Pendant la période considérée, quatre garçons auraient été recrutés par la LRA en République centrafricaine et en République démocratique du Congo, soit beaucoup moins que les années précédentes. En outre, deux filles ont été tuées par des éléments de la LRA en République démocratique du Congo.

Le nombre d’enlèvements d’enfants par des éléments de la LRA est resté stable, 65 cas ayant été signalés, dont 47 dans le sud-est de la République centrafricaine et 18 dans le district du Haut-Uélé. Ces enfants ont été utilisés à des fins de pillage et de transport de biens pillés puis relâchés peu après. Il importe de noter que les enfants enlevés ou recrutés par la LRA, en particulier les filles, subissent régulièrement des violences sexuelles.

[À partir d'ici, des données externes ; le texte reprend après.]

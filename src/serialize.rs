//! Textual snapshot format. JSON numbers cannot losslessly carry
//! 128/256-bit integers, so every big integer crosses the wire as a
//! decimal string; `u256_decimal` is a small `serde` `with`-module doing
//! that conversion for the `serialize` direction. Grounded on the
//! source oracle's `serialize`/`deserialize` (itself `json.dumps`/
//! `json.loads` with `str(...)` around every big int, and plain
//! `dict`-key access — `state["field"]`/`int(state["field"])` — raising
//! `KeyError`/`ValueError` on missing or malformed fields) and, for the
//! `serde`-module idiom, on how `FeelsDEX-feels` carries its own
//! decimal-string amounts through `serde_json`.
//!
//! `deserialize` reads the snapshot as a bare `serde_json::Value` and
//! extracts each field itself rather than deriving `Deserialize`, so it
//! can distinguish *which* boundary failure occurred: malformed JSON
//! syntax (`EngineError::InvalidJson`), a required field absent
//! (`EngineError::MissingField`), and a present field that isn't a
//! valid integer (`EngineError::InvalidInteger`) are reported as
//! different variants instead of being flattened into one.

use std::str::FromStr;

use alloy_primitives::U256;
use serde::Serialize;
use serde_json::{Map, Value};

use crate::error::EngineError;
use crate::pool::{Pool, ValidationStats};
use crate::tick::TickData;

pub mod u256_decimal {
    use super::*;
    use serde::Serializer;

    pub fn serialize<S: Serializer>(value: &U256, serializer: S) -> Result<S::Ok, S::Error> {
        serializer.serialize_str(&value.to_string())
    }
}

#[derive(Debug, Clone, Serialize)]
#[serde(rename_all = "camelCase")]
pub struct TickSnapshot {
    pub tick: i32,
    pub liquidity_net: i128,
    pub liquidity_gross: u128,
    #[serde(with = "u256_decimal")]
    pub fee_growth_outside0_x64: U256,
    #[serde(with = "u256_decimal")]
    pub fee_growth_outside1_x64: U256,
}

#[derive(Debug, Clone, Serialize)]
#[serde(rename_all = "camelCase")]
pub struct PoolSnapshot {
    #[serde(with = "u256_decimal")]
    pub reserve_a: U256,
    #[serde(with = "u256_decimal")]
    pub reserve_b: U256,
    #[serde(with = "u256_decimal")]
    pub sqrt_price_x64: U256,
    #[serde(with = "u256_decimal")]
    pub liquidity: U256,
    pub tick_current: i32,
    pub fee_rate: f64,
    pub tick_spacing: u32,
    pub fee_rate_ppm: u32,
    pub protocol_fee_share_numerator: u64,
    pub protocol_fee_share_denominator: u64,
    #[serde(with = "u256_decimal")]
    pub fee_growth_global0_x64: U256,
    #[serde(with = "u256_decimal")]
    pub fee_growth_global1_x64: U256,
    #[serde(with = "u256_decimal")]
    pub total_swap_fee0: U256,
    #[serde(with = "u256_decimal")]
    pub total_swap_fee1: U256,
    pub ticks: Vec<TickSnapshot>,
    pub tick_bitmap: Vec<i32>,
}

/// Looks up a required field, distinguishing its absence from any later
/// parse failure.
fn require<'a>(obj: &'a Map<String, Value>, field: &'static str) -> Result<&'a Value, EngineError> {
    obj.get(field).ok_or(EngineError::MissingField(field))
}

/// Decodes a required decimal-string big integer.
fn require_u256(obj: &Map<String, Value>, field: &'static str) -> Result<U256, EngineError> {
    parse_u256(field, require(obj, field)?)
}

/// Decodes an optional decimal-string big integer, defaulting when the
/// field is absent entirely (still a typed error if present but
/// malformed).
fn optional_u256(obj: &Map<String, Value>, field: &'static str, default: U256) -> Result<U256, EngineError> {
    match obj.get(field) {
        None => Ok(default),
        Some(value) => parse_u256(field, value),
    }
}

fn parse_u256(field: &'static str, value: &Value) -> Result<U256, EngineError> {
    let s = value
        .as_str()
        .ok_or_else(|| EngineError::InvalidInteger { field, value: value.to_string() })?;
    U256::from_str(s).map_err(|_| EngineError::InvalidInteger { field, value: s.to_string() })
}

/// Decodes a required plain-JSON-number field (anything that fits
/// natively, i.e. not one of the big integers carried as a decimal
/// string).
fn require_number<T: serde::de::DeserializeOwned>(obj: &Map<String, Value>, field: &'static str) -> Result<T, EngineError> {
    let value = require(obj, field)?;
    serde_json::from_value(value.clone()).map_err(|_| EngineError::InvalidInteger { field, value: value.to_string() })
}

fn optional_number<T: serde::de::DeserializeOwned>(obj: &Map<String, Value>, field: &'static str, default: T) -> Result<T, EngineError> {
    match obj.get(field) {
        None => Ok(default),
        Some(value) => {
            serde_json::from_value(value.clone()).map_err(|_| EngineError::InvalidInteger { field, value: value.to_string() })
        }
    }
}

fn parse_tick_snapshot(value: &Value) -> Result<TickSnapshot, EngineError> {
    let obj = value
        .as_object()
        .ok_or_else(|| EngineError::InvalidInteger { field: "ticks[]", value: value.to_string() })?;

    Ok(TickSnapshot {
        tick: require_number(obj, "tick")?,
        liquidity_net: require_number(obj, "liquidityNet")?,
        liquidity_gross: require_number(obj, "liquidityGross")?,
        fee_growth_outside0_x64: require_u256(obj, "feeGrowthOutside0X64")?,
        fee_growth_outside1_x64: require_u256(obj, "feeGrowthOutside1X64")?,
    })
}

impl Pool {
    /// Renders the full pool state as the textual snapshot format.
    pub fn serialize(&self) -> Result<String, EngineError> {
        let snapshot = PoolSnapshot {
            reserve_a: self.reserve_a,
            reserve_b: self.reserve_b,
            sqrt_price_x64: self.sqrt_price_x64,
            liquidity: U256::from(self.liquidity),
            tick_current: self.tick_current,
            fee_rate: self.fee_rate_ppm as f64 / 1_000_000.0,
            tick_spacing: self.tick_spacing,
            fee_rate_ppm: self.fee_rate_ppm,
            protocol_fee_share_numerator: self.protocol_fee_share_numerator,
            protocol_fee_share_denominator: self.protocol_fee_share_denominator,
            fee_growth_global0_x64: self.fee_growth_global0_x64,
            fee_growth_global1_x64: self.fee_growth_global1_x64,
            total_swap_fee0: self.total_swap_fee0,
            total_swap_fee1: self.total_swap_fee1,
            ticks: self
                .tick_book
                .ticks
                .iter()
                .map(|(tick, data)| TickSnapshot {
                    tick: *tick,
                    liquidity_net: data.liquidity_net,
                    liquidity_gross: data.liquidity_gross,
                    fee_growth_outside0_x64: data.fee_growth_outside0_x64,
                    fee_growth_outside1_x64: data.fee_growth_outside1_x64,
                })
                .collect(),
            tick_bitmap: self.tick_book.initialized.iter().copied().collect(),
        };

        serde_json::to_string_pretty(&snapshot).map_err(EngineError::InvalidJson)
    }

    /// Reconstructs a pool from a snapshot produced by [`Pool::serialize`].
    pub fn deserialize(json: &str) -> Result<Pool, EngineError> {
        let value: Value = serde_json::from_str(json)?;
        let obj = value
            .as_object()
            .ok_or_else(|| EngineError::InvalidInteger { field: "<root>", value: value.to_string() })?;

        let reserve_a = require_u256(obj, "reserveA")?;
        let reserve_b = require_u256(obj, "reserveB")?;
        let sqrt_price_x64 = require_u256(obj, "sqrtPriceX64")?;
        let liquidity = require_u256(obj, "liquidity")?.to::<u128>();
        let tick_current = require_number(obj, "tickCurrent")?;
        require(obj, "feeRate")?; // carried on the wire, not authoritative; see design notes.
        let tick_spacing = require_number(obj, "tickSpacing")?;
        let fee_rate_ppm = require_number(obj, "feeRatePpm")?;
        let protocol_fee_share_numerator = optional_number(obj, "protocolFeeShareNumerator", 1u64)?;
        let protocol_fee_share_denominator = optional_number(obj, "protocolFeeShareDenominator", 5u64)?;
        let fee_growth_global0_x64 = require_u256(obj, "feeGrowthGlobal0X64")?;
        let fee_growth_global1_x64 = require_u256(obj, "feeGrowthGlobal1X64")?;
        let total_swap_fee0 = optional_u256(obj, "totalSwapFee0", U256::ZERO)?;
        let total_swap_fee1 = optional_u256(obj, "totalSwapFee1", U256::ZERO)?;

        let ticks_value = require(obj, "ticks")?;
        let ticks = ticks_value
            .as_array()
            .ok_or_else(|| EngineError::InvalidInteger { field: "ticks", value: ticks_value.to_string() })?;
        let mut tick_book = crate::tick::TickBook::new();
        for t in ticks {
            let snapshot = parse_tick_snapshot(t)?;
            tick_book.ticks.insert(
                snapshot.tick,
                TickData {
                    liquidity_net: snapshot.liquidity_net,
                    liquidity_gross: snapshot.liquidity_gross,
                    fee_growth_outside0_x64: snapshot.fee_growth_outside0_x64,
                    fee_growth_outside1_x64: snapshot.fee_growth_outside1_x64,
                },
            );
        }

        let tick_bitmap: Vec<i32> = require_number(obj, "tickBitmap")?;
        tick_book.initialized = tick_bitmap.into_iter().collect();

        Ok(Pool {
            reserve_a,
            reserve_b,
            sqrt_price_x64,
            liquidity,
            tick_current,
            fee_rate_ppm,
            tick_spacing,
            protocol_fee_share_numerator,
            protocol_fee_share_denominator,
            fee_growth_global0_x64,
            fee_growth_global1_x64,
            total_swap_fee0,
            total_swap_fee1,
            tick_book,
            validation_stats: ValidationStats::default(),
        })
    }
}

#[cfg(test)]
mod tests {
    use super::*;
    use crate::config::PoolConfig;
    use crate::math::tick_to_sqrt_price_x64;

    #[test]
    fn round_trip_preserves_state() {
        let mut pool = Pool::new(PoolConfig::new(100, 60), tick_to_sqrt_price_x64(7));
        pool.liquidity = 1_000_000;
        pool.apply_liquidity_delta(5, 10, 1000);
        pool.apply_swap(U256::from(10_000u64), true);

        let json = pool.serialize().unwrap();
        let restored = Pool::deserialize(&json).unwrap();

        assert_eq!(restored.liquidity, pool.liquidity);
        assert_eq!(restored.tick_current, pool.tick_current);
        assert_eq!(restored.sqrt_price_x64, pool.sqrt_price_x64);
        assert_eq!(restored.tick_book.ticks.len(), pool.tick_book.ticks.len());
        assert_eq!(restored.tick_book.initialized, pool.tick_book.initialized);
    }

    #[test]
    fn missing_optional_fields_default() {
        let pool = Pool::new(PoolConfig::new(100, 60), tick_to_sqrt_price_x64(0));
        let json = pool.serialize().unwrap();
        let mut value: serde_json::Value = serde_json::from_str(&json).unwrap();
        value.as_object_mut().unwrap().remove("protocolFeeShareNumerator");
        value.as_object_mut().unwrap().remove("totalSwapFee0");

        let restored = Pool::deserialize(&value.to_string()).unwrap();
        assert_eq!(restored.protocol_fee_share_numerator, 1);
        assert_eq!(restored.total_swap_fee0, U256::ZERO);
    }

    #[test]
    fn malformed_json_is_a_typed_error() {
        let err = Pool::deserialize("not json").unwrap_err();
        assert!(matches!(err, EngineError::InvalidJson(_)));
    }

    #[test]
    fn missing_required_field_is_a_typed_error() {
        let pool = Pool::new(PoolConfig::new(100, 60), tick_to_sqrt_price_x64(0));
        let json = pool.serialize().unwrap();
        let mut value: serde_json::Value = serde_json::from_str(&json).unwrap();
        value.as_object_mut().unwrap().remove("sqrtPriceX64");

        let err = Pool::deserialize(&value.to_string()).unwrap_err();
        assert!(matches!(err, EngineError::MissingField("sqrtPriceX64")));
    }

    #[test]
    fn non_decimal_big_integer_is_a_typed_error() {
        let pool = Pool::new(PoolConfig::new(100, 60), tick_to_sqrt_price_x64(0));
        let json = pool.serialize().unwrap();
        let mut value: serde_json::Value = serde_json::from_str(&json).unwrap();
        value.as_object_mut().unwrap().insert("reserveA".to_string(), serde_json::json!("not-a-number"));

        let err = Pool::deserialize(&value.to_string()).unwrap_err();
        assert!(matches!(err, EngineError::InvalidInteger { field: "reserveA", .. }));
    }
}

En 2013, 177 enfants ont été séparés de la LRA, dont 121 Congolais, 47 Centrafricains, 8 Ougandais et 1 Sud-Soudanais. L’UNICEF et ses partenaires fournissaient une assistance à un centre de transit à Yambio (Soudan du Sud) où les enfants pouvaient recevoir un soutien psychosocial et des soins médicaux pendant qu’on recherchait leur famille.